I run as hard as I can through the halls of the abandoned convention center, the buzz of the Ravers behind me growing louder every instant. My shirt is already soaked with sweat and clinging to my chest. I know I need every ounce of concentration I can muster to stay alive, but the image hangs over my vision, obscuring everything else: lightning striking Randal.

The whirr is getting closer.

Turning a sharp corner in the hall, I take four long strides and stop short, my boots skidding across the carpet. I turn back, gun up and ready, and see three darts stick into the wall where I just was. An instant later, a Raver shoots around the corner, faster than I had expected, and I open fire.

CRACK-CRACK-CRACK-CRACK!

Three Ravers round the corner, three fall.

I wasn’t sure my bullets would bring them down, but they did—at least temporarily. The Ravers might buzz back into flight at any moment, but I don’t wait to find out. I’m already tearing off again, sprinting for my life.

Maybe twenty yards ahead, a set of fire doors stands propped open, flush against the walls of the hallway. I can hear the buzzing behind me again and feel the breeze as darts hum past my ears. My life depends on making the right decision now. If I can close the heavy double doors, I might be able to keep the Ravers out—they can’t be capable of opening doors, can they? But if I can’t get the doors shut fast enough, I’m going to be a dead pincushion in a matter of seconds.

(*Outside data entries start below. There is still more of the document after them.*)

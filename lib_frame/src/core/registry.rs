//! # Client Registry
//!
//! Tracks every display client that has ever polled, keyed by its opaque
//! client id, and carries the per-client command mailbox. The mailbox is a
//! single bounded slot, capacity one: enqueueing overwrites an unconsumed
//! command (newest wins, never queued) and consuming reads and clears in
//! one step under the registry guard, so two concurrent polls can never
//! both receive the same command. Delivery is best-effort: a command for a
//! client that never polls again is silently lost.

use crate::errors::{RegistryError, StoreError};
use chrono::{DateTime, Utc};
use serde::{Deserialize, Serialize};
use std::collections::BTreeMap;
use std::fs;
use std::path::{Path, PathBuf};
use std::sync::{Mutex, MutexGuard};

/// Remote power action for a headless client.
#[derive(Debug, Clone, Copy, PartialEq, Eq, Serialize, Deserialize)]
#[serde(rename_all = "lowercase")]
pub enum PowerCommand {
    Restart,
    Shutdown,
}

#[derive(Debug, Clone, PartialEq, Serialize, Deserialize)]
pub struct ClientRecord {
    pub client_id: String,
    pub display_version: String,
    pub sync_version: String,
    pub last_update: DateTime<Utc>,
    /// At most one unconsumed command.
    pub pending_command: Option<PowerCommand>,
}

pub struct ClientRegistry {
    clients: Mutex<BTreeMap<String, ClientRecord>>,
    snapshot_path: Option<PathBuf>,
}

impl ClientRegistry {
    pub fn new_in_memory() -> Self {
        Self {
            clients: Mutex::new(BTreeMap::new()),
            snapshot_path: None,
        }
    }

    /// Opens the registry backed by a JSON snapshot file. Records are never
    /// auto-deleted, so the file only grows with genuinely new clients.
    pub fn open(path: &Path) -> Result<Self, StoreError> {
        let clients = if path.exists() {
            let raw = fs::read_to_string(path)?;
            serde_json::from_str(&raw)?
        } else {
            BTreeMap::new()
        };
        Ok(Self {
            clients: Mutex::new(clients),
            snapshot_path: Some(path.to_path_buf()),
        })
    }

    fn lock(&self) -> MutexGuard<'_, BTreeMap<String, ClientRecord>> {
        self.clients.lock().expect("Registry lock poisoned")
    }

    fn persist(
        &self,
        clients: &BTreeMap<String, ClientRecord>,
    ) -> Result<(), StoreError> {
        if let Some(path) = &self.snapshot_path {
            let raw = serde_json::to_string_pretty(clients)?;
            fs::write(path, raw)?;
        }
        Ok(())
    }

    /// Upserts the client's record: an unseen id creates a fresh record
    /// with an empty mailbox, a known id refreshes versions and
    /// `last_update`. The mailbox is left untouched either way.
    pub fn heartbeat(
        &self,
        client_id: &str,
        display_version: &str,
        sync_version: &str,
    ) -> Result<ClientRecord, StoreError> {
        let mut clients = self.lock();
        let record = clients
            .entry(client_id.to_string())
            .or_insert_with(|| {
                log::info!("Client '{}' registered", client_id);
                ClientRecord {
                    client_id: client_id.to_string(),
                    display_version: String::new(),
                    sync_version: String::new(),
                    last_update: Utc::now(),
                    pending_command: None,
                }
            });
        record.display_version = display_version.to_string();
        record.sync_version = sync_version.to_string();
        record.last_update = Utc::now();
        let record = record.clone();
        self.persist(&clients)?;
        Ok(record)
    }

    /// Places a command in the client's slot, overwriting any unconsumed
    /// one. Fails without state change when the client never polled.
    pub fn enqueue_command(
        &self,
        client_id: &str,
        command: PowerCommand,
    ) -> Result<Option<PowerCommand>, RegistryError> {
        let mut clients = self.lock();
        let record = clients
            .get_mut(client_id)
            .ok_or_else(|| RegistryError::UnknownClient(client_id.to_string()))?;
        let replaced = record.pending_command.replace(command);
        self.persist(&clients)?;
        match replaced {
            Some(old) => log::warn!(
                "Client '{}': replaced unconsumed {:?} with {:?}",
                client_id,
                old,
                command
            ),
            None => log::info!("Client '{}': {:?} queued", client_id, command),
        }
        Ok(replaced)
    }

    /// Atomically reads and clears the client's slot. The read and the
    /// clear happen as one step under the registry guard, giving
    /// at-most-once handoff to whichever poll arrives first.
    pub fn consume_command(
        &self,
        client_id: &str,
    ) -> Result<Option<PowerCommand>, StoreError> {
        let mut clients = self.lock();
        let command = clients
            .get_mut(client_id)
            .and_then(|record| record.pending_command.take());
        if let Some(command) = command {
            self.persist(&clients)?;
            log::info!("Client '{}': {:?} handed off", client_id, command);
        }
        Ok(command)
    }

    pub fn client(&self, client_id: &str) -> Option<ClientRecord> {
        self.lock().get(client_id).cloned()
    }

    pub fn all_clients(&self) -> Vec<ClientRecord> {
        self.lock().values().cloned().collect()
    }
}
// Declare the modules to re-export
pub mod configs;
pub mod core;
pub mod errors;

// Re-export everything
pub use crate::configs::settings::*;
pub use crate::core::inventory::*;
pub use crate::core::ota::*;
pub use crate::core::registry::*;
pub use crate::core::sorting::*;
pub use crate::core::sync::*;
pub use crate::errors::*;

From what I can judge, the Ravers are maybe twenty-five yards back, and closing. This is my only chance. The doors get closer, closer. I’m going to do it.

Now! I spin to a stop, my back slamming against the wall, and fling the near door shut with my left hand while firing two shots with the pistol in my right. My shots miss. The door swings closed.

I watch the darts coming, my death on their tips. Two sink into the door, one passes through my hair and disappears down the hall. The Ravers are fifteen yards away, now ten.

I kick the other door. It’s hooked open somehow, doesn’t close.

Ravers: five yards away.

I yank the door, yank again. More darts coming.

Screaming, one foot against the wall, pulling the door with all my strength. There’s a splintering, snapping sound as the hook holding the door open gives way, and now I’m on my back. Darts pass over my head, the door drifts closed. The Ravers are two yards away, close enough to see the blood-red lenses that serve as their eyes, close enough to see the tiny N-Corp logo on their underbellies.

And the door closes. There’s a loud bang as the first Raver slams into the thick metal. The others turn away in time.

I stand. My lungs hurt, my hands are shaking. Sweat drips, burning, into my eyes. I stand and place my hands on the doors, bracing against them in case my mechanical assailants try to push them open. I hear them buzzing around on the other side, see their black shapes crisscrossing through the crack between the doors, but they can’t get through. For the moment, I’m safe.

As if to negate my last thought, the floor jitters beneath my feet and the whole building seems to jump in a thunderous explosion. I’m safe—unless the bomber drones bring the roof down on my head.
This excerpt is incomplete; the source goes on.